Lihat ke Halaman Asli

Inayatun Najikah

Penulis Lepas, Pecinta Buku

Workaholic

Diperbarui: 15 November 2023   07:21

Kompasiana adalah platform blog. Konten ini menjadi tanggung jawab bloger dan tidak mewakili pandangan redaksi Kompas.

Dok. Pribadi 

Saya menawarkan bantuan, tapi dianggap peduli yang berlebihan. Saat saya tanya bagaimana peduli yang sederhana, khawatir yang sederhana, dan perhatian yang sederhana menurut versimu, kamu hanya menjawabnya dengan yang tak berlebihan. Lalu saya kembali bertanya, bagaimana contohnya? Kamu malah diam. Saya harus bagaimana lagi memahamimu sayang? Atau jangan-jangan kau sudah merasa bosan dengan saya. 

Saya yang salah telah mencintai dirimu. Tak seharusnya saya datang ketempat ini. Jika dulu seandainya saya tak melamar pekerjaan disini, mungkin saya tak akan pernah bertemu denganmu. Saya tak akan memberi luka pada dirimu seperti ini. Tapi saya bisa apa. Saya tak menyalahkan takdir yang diberikan oleh Tuhan ini. Karena pertemuan denganmu menjadikan saya sebagai manusia yang lebih baik dari sebelumnya. Terimakasih untuk itu. 

Jika boleh memflash back awal pertemuan kita, kau sangat bersungguh-sungguh mendekati saya. Bahkan ketika saya merasa takut akan sikapmu, kau yang meyakinkan diri ini. Hingga akhirnya saya mulai menaruh kepercayaan padamu. Dan karenamu pula kepercayaan dalam diri saya mulai berkembang untuk menghadapi setiap hal yang saya lalui hingga sekarang. 

Lalu mengapa ketika perasaan ini semakin dalam terhadapmu kau mulai mengacuhkan saya.
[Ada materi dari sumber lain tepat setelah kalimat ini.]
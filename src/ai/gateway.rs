use async_trait::async_trait;
use tracing::{info, warn};

use crate::config::AiConfig;
use crate::error::{DaybriefError, Result};
use crate::models::TokenUsage;

use super::claude::ClaudeClient;
use super::gemini::GeminiClient;

/// A single generation backend. Each provider gets exactly one attempt per
/// gateway call; retry policy lives with the caller, not here.
#[async_trait]
pub trait AiProvider: Send + Sync {
    /// Short provenance tag stored with the briefing (e.g. "claude").
    fn name(&self) -> &str;
    async fn generate(&self, system_prompt: &str, user_prompt: &str) -> Result<ProviderResponse>;
}

/// What a provider returns on success.
#[derive(Debug, Clone)]
pub struct ProviderResponse {
    pub text: String,
    pub model: String,
    pub usage: TokenUsage,
}

/// A provider response tagged with which provider served it.
#[derive(Debug, Clone)]
pub struct GenerationResult {
    pub text: String,
    pub provider: String,
    pub model: String,
    pub usage: TokenUsage,
}

/// Ordered chain of generation providers. The first configured provider is
/// primary; the rest are fallbacks tried in order.
pub struct AiGateway {
    providers: Vec<Box<dyn AiProvider>>,
}

impl std::fmt::Debug for AiGateway {
    fn fmt(&self, f: &mut std::fmt::Formatter<'_>) -> std::fmt::Result {
        f.debug_struct("AiGateway")
            .field("providers", &self.provider_names())
            .finish()
    }
}

impl AiGateway {
    pub fn new(providers: Vec<Box<dyn AiProvider>>) -> Result<Self> {
        if providers.is_empty() {
            return Err(DaybriefError::Ai(
                "No AI provider configured. Set ANTHROPIC_API_KEY or GEMINI_API_KEY.".to_string(),
            ));
        }
        Ok(Self { providers })
    }

    /// Build the provider chain from configured credentials, Claude before
    /// Gemini. Errors when neither credential is set.
    pub fn from_config(config: &AiConfig) -> Result<Self> {
        let mut providers: Vec<Box<dyn AiProvider>> = Vec::new();

        if config.anthropic_api_key.is_some() {
            providers.push(Box::new(ClaudeClient::new(config)?));
        }
        if config.gemini_api_key.is_some() {
            providers.push(Box::new(GeminiClient::new(config)?));
        }

        Self::new(providers)
    }

    pub fn provider_names(&self) -> Vec<&str> {
        self.providers.iter().map(|p| p.name()).collect()
    }

    /// Try each provider in order, one attempt each, returning the first
    /// success. Failures are logged and the next provider takes over; only
    /// when the whole chain fails does this error.
    pub async fn generate_with_fallback(
        &self,
        system_prompt: &str,
        user_prompt: &str,
    ) -> Result<GenerationResult> {
        for provider in &self.providers {
            match provider.generate(system_prompt, user_prompt).await {
                Ok(response) => {
                    info!(
                        provider = provider.name(),
                        model = %response.model,
                        input_tokens = response.usage.input,
                        output_tokens = response.usage.output,
                        "AI generation succeeded"
                    );
                    return Ok(GenerationResult {
                        text: response.text,
                        provider: provider.name().to_string(),
                        model: response.model,
                        usage: response.usage,
                    });
                }
                Err(error) => {
                    warn!(
                        provider = provider.name(),
                        error = %error,
                        "AI provider failed, trying next"
                    );
                }
            }
        }

        Err(DaybriefError::Ai("All AI providers failed".to_string()))
    }
}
Saya tahu kamu ada masalah disana dan disini. Tetapi caramu menyelesaikannya seharusnya tak seperti itu sayang. Kau sangat egois dengan ingin tampil dominan dalam menyelesaikannya. Kau melakukannya atas prinsip bahwa kau adalah seorang laki-laki yang menurutmu harus bisa menyelesaikan segalanya seorang diri. Kau berprinsip pula bahwa hal itu sudah terlatih sejak kecil. 

Lalu ketika kau mempercayai demikian, untuk apa kau bersedia menjalani hubungan ini? Hubungan yang seharusnya menjadi landasan untuk kita menghadapi apapun bersama-sama. 

Kau harus tahu bahwa setiap manusia mempunyai masalah. Tak hanya dirimu. Orang terdekatmu, ayah, ibu, adik-adik, bahkan saya sekalipun, kami punya masalah. Namun disini saya sadar bahwa saya tak hidup sendirian sekarang. Saya telah memiliki kamu. Kamu sebagai pasangan saya yang akan menemani saya disaat bahagia maupun duka. Dan apakah kamu tak bisa mengubah pola pikirmu seperti itu? Kamu memiliki saya. Dan saya akan menemani apapun kondisimu hingga waktu tak tahu seperti yang selalu kau ucapkan.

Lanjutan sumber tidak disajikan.